Someone should remind some of our provincial MLAs of this saying.
Over the last two weeks, several Liberal MLAs have taken issue with things reported in the news media and raised concern about an organized group of Islanders urging government to honour the results of the recent plebiscite on electoral reform.
Some of their comments display a remarkable double standard that MLAs appear to be applying when it comes to those who don’t agree with them.
Last week, Liberal backbencher Bush Dumville was among several MLAs who suggested the group of proportional representation supporters “appears to be a well-funded lobby of special groups.”
He also accused local media of not being balanced in its coverage of the plebiscite issue, noting a Globe and Mail editorial that endorsed Wade MacLauchlan’s decision to hold a second vote on electoral reform due to low voter turnout in the P.E.I. plebiscite.
Dumville then dictated questions he believed local media should be asking – notably whether there’s been any “off-Island financing to influence the outcome of the plebiscite” and whether there have been any “special interest groups or unions financing the proportional representation lobby.”
This is where the double standard comes in.

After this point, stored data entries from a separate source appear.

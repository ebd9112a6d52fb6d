//! # secp256k1 Keys
//!
//! ECDSA over secp256k1 with Ethereum-style recoverable signatures.
//!
//! ```text
//! ┌─────────────────────────────────────────────────────────────────────────┐
//! │                        SECP256K1 ENCODINGS                              │
//! ├─────────────────────────────────────────────────────────────────────────┤
//! │                                                                         │
//! │  Private key    32 bytes, big-endian scalar, 0 < d < n                  │
//! │                                                                         │
//! │  Public key     33 bytes   02|03 ‖ X            (canonical)             │
//! │                 65 bytes   04 ‖ X ‖ Y           (accepted)              │
//! │                 64 bytes   X ‖ Y                (accepted)              │
//! │                                                                         │
//! │  Signature      65 bytes   R(32) ‖ S(32) ‖ V(1)                         │
//! │                 RFC 6979 nonce, low-S, V = recovery id (0 or 1)         │
//! │                                                                         │
//! └─────────────────────────────────────────────────────────────────────────┘
//! ```
//!
//! Signing operates on a 32-byte digest. Hashing the message is the
//! caller's responsibility.

use std::fmt;

use k256::ecdsa::signature::hazmat::PrehashVerifier;
use k256::ecdsa::{Signature, SigningKey, VerifyingKey};
use k256::elliptic_curve::sec1::ToEncodedPoint;
use rand_core::CryptoRngCore;
use zeroize::ZeroizeOnDrop;

use crate::error::{Error, Result};

/// Size of a private key in bytes
pub const PRIVATE_KEY_SIZE: usize = 32;

/// Size of a compressed public key in bytes
pub const PUBLIC_KEY_SIZE: usize = 33;

/// Size of an uncompressed (0x04-prefixed) public key in bytes
pub const UNCOMPRESSED_PUBLIC_KEY_SIZE: usize = 65;

/// Size of a recoverable signature in bytes
pub const SIGNATURE_SIZE: usize = 65;

/// Size of the digest accepted by `sign` and `verify`
pub const DIGEST_SIZE: usize = 32;

/// secp256k1 private key
#[derive(Clone, ZeroizeOnDrop)]
pub struct Secp256k1PrivateKey {
    #[zeroize(skip)] // k256::SecretKey handles its own zeroization
    key: k256::SecretKey,
}

impl Secp256k1PrivateKey {
    /// Parse a 32-byte big-endian scalar
    ///
    /// Fails with `UnusableSeed` if the scalar is zero or not below the
    /// curve order.
    pub fn from_bytes(bytes: &[u8]) -> Result<Self> {
        if bytes.len() != PRIVATE_KEY_SIZE {
            return Err(Error::BadKeyLength("secp256k1"));
        }

        let key = k256::SecretKey::from_slice(bytes).map_err(|_| Error::UnusableSeed)?;
        Ok(Self { key })
    }

    /// Generate a new random private key
    pub fn generate(rng: &mut impl CryptoRngCore) -> Self {
        Self {
            key: k256::SecretKey::random(rng),
        }
    }

    /// Get the raw 32-byte scalar
    ///
    /// ## Security Warning
    ///
    /// Only use this for secure storage. Never log or transmit these bytes.
    pub fn bytes(&self) -> [u8; PRIVATE_KEY_SIZE] {
        let mut out = [0u8; PRIVATE_KEY_SIZE];
        out.copy_from_slice(&self.key.to_bytes());
        out
    }

    /// Derive the public key
    pub fn public_key(&self) -> Secp256k1PublicKey {
        Secp256k1PublicKey {
            key: self.key.public_key(),
        }
    }

    /// Sign a 32-byte digest, returning `R ‖ S ‖ V`
    pub fn sign(&self, digest: &[u8]) -> Result<[u8; SIGNATURE_SIZE]> {
        if digest.len() != DIGEST_SIZE {
            return Err(Error::InputValidation(format!(
                "secp256k1 signs a {}-byte digest, got {} bytes",
                DIGEST_SIZE,
                digest.len()
            )));
        }

        let signing_key = SigningKey::from(&self.key);
        let (signature, recovery_id) = signing_key
            .sign_prehash_recoverable(digest)
            .map_err(|e| Error::SigningFailed(e.to_string()))?;

        let mut out = [0u8; SIGNATURE_SIZE];
        out[..64].copy_from_slice(&signature.to_bytes());
        out[64] = recovery_id.to_byte();
        Ok(out)
    }

    pub(crate) fn secret_key(&self) -> &k256::SecretKey {
        &self.key
    }
}

impl fmt::Debug for Secp256k1PrivateKey {
    fn fmt(&self, f: &mut fmt::Formatter<'_>) -> fmt::Result {
        f.debug_struct("Secp256k1PrivateKey")
            .field("public", &hex::encode(self.public_key().bytes()))
            .finish()
    }
}

/// secp256k1 public key
#[derive(Debug, Clone, PartialEq, Eq)]
pub struct Secp256k1PublicKey {
    key: k256::PublicKey,
}

impl Secp256k1PublicKey {
    /// Parse a compressed, uncompressed or raw `X ‖ Y` point
    pub fn from_bytes(bytes: &[u8]) -> Result<Self> {
        let parsed = match bytes.len() {
            PUBLIC_KEY_SIZE | UNCOMPRESSED_PUBLIC_KEY_SIZE => k256::PublicKey::from_sec1_bytes(bytes),
            64 => {
                let mut prefixed = [0u8; UNCOMPRESSED_PUBLIC_KEY_SIZE];
                prefixed[0] = 0x04;
                prefixed[1..].copy_from_slice(bytes);
                k256::PublicKey::from_sec1_bytes(&prefixed)
            }
            other => return Err(Error::InvalidLength(other)),
        };

        let key = parsed
            .map_err(|_| Error::InvalidPublicKey("not a secp256k1 point".into()))?;
        Ok(Self { key })
    }

    /// Get the 33-byte compressed encoding
    pub fn bytes(&self) -> [u8; PUBLIC_KEY_SIZE] {
        let mut out = [0u8; PUBLIC_KEY_SIZE];
        out.copy_from_slice(self.key.to_encoded_point(true).as_bytes());
        out
    }

    /// Get the 65-byte `0x04 ‖ X ‖ Y` encoding
    pub fn uncompressed_bytes(&self) -> [u8; UNCOMPRESSED_PUBLIC_KEY_SIZE] {
        let mut out = [0u8; UNCOMPRESSED_PUBLIC_KEY_SIZE];
        out.copy_from_slice(self.key.to_encoded_point(false).as_bytes());
        out
    }

    /// Verify a 64- or 65-byte signature over a 32-byte digest
    ///
    /// A trailing recovery id is ignored. High-S signatures are rejected.
    pub fn verify(&self, digest: &[u8], signature: &[u8]) -> bool {
        if digest.len() != DIGEST_SIZE {
            return false;
        }

        let rs = match signature.len() {
            64 | SIGNATURE_SIZE => &signature[..64],
            _ => return false,
        };

        let Ok(signature) = Signature::from_slice(rs) else {
            return false;
        };

        VerifyingKey::from(&self.key)
            .verify_prehash(digest, &signature)
            .is_ok()
    }

    pub(crate) fn inner(&self) -> &k256::PublicKey {
        &self.key
    }
}

// ============================================================================
// TESTS
// ============================================================================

The Liberal party happily accepts lots of money from individuals, companies and “special interest groups” from outside P.E.I.
Two of the top five highest donors to the Liberal party in 2015 were from off-Island. L.W. MacEachern, president and owner of Fortune Industries Ltd. in Calgary, gave $10,000 last year to the P.E.I. Liberal party
J.D. Irving companies, based in New Brunswick, gave a total of $19,887 in 2015 to the Liberal party and an additional $16,264 to the PC party.
Meanwhile, one of those Irving-owned companies, Cavendish Farms, has been lobbying the province to lift a moratorium on deep-water wells, sparking intense public concern over the future of P.E.I.’s water supply.
Yet the Liberal and PC parties happily accepted large cheques during an election year from this off-Island company that has been actively lobbying government on a policy that affects the whole province.
Why, then, do they suggest it not OK for the proportional representation lobby to accept money from off-Island?
I’ve been told by organizers within the Coalition for Proportional Representation they will “meet and exceed” reporting requirements that political parties adhere to regarding their funding, even though they are not required to do so.
After all, no spending limits or rules about spending were set for the plebiscite.
And as for the local media not being balanced in its coverage, I spy another double standard.
The Globe and Mail’s editorial from Nov. 18 praised the MacLauchlan government for its handling of this issue. This has been referenced a few times, including by MacLauchlan.
No one has referenced the numerous local editorials raising concerns about government’s actions on this issue.
It seems media coverage is only balanced if it endorses government.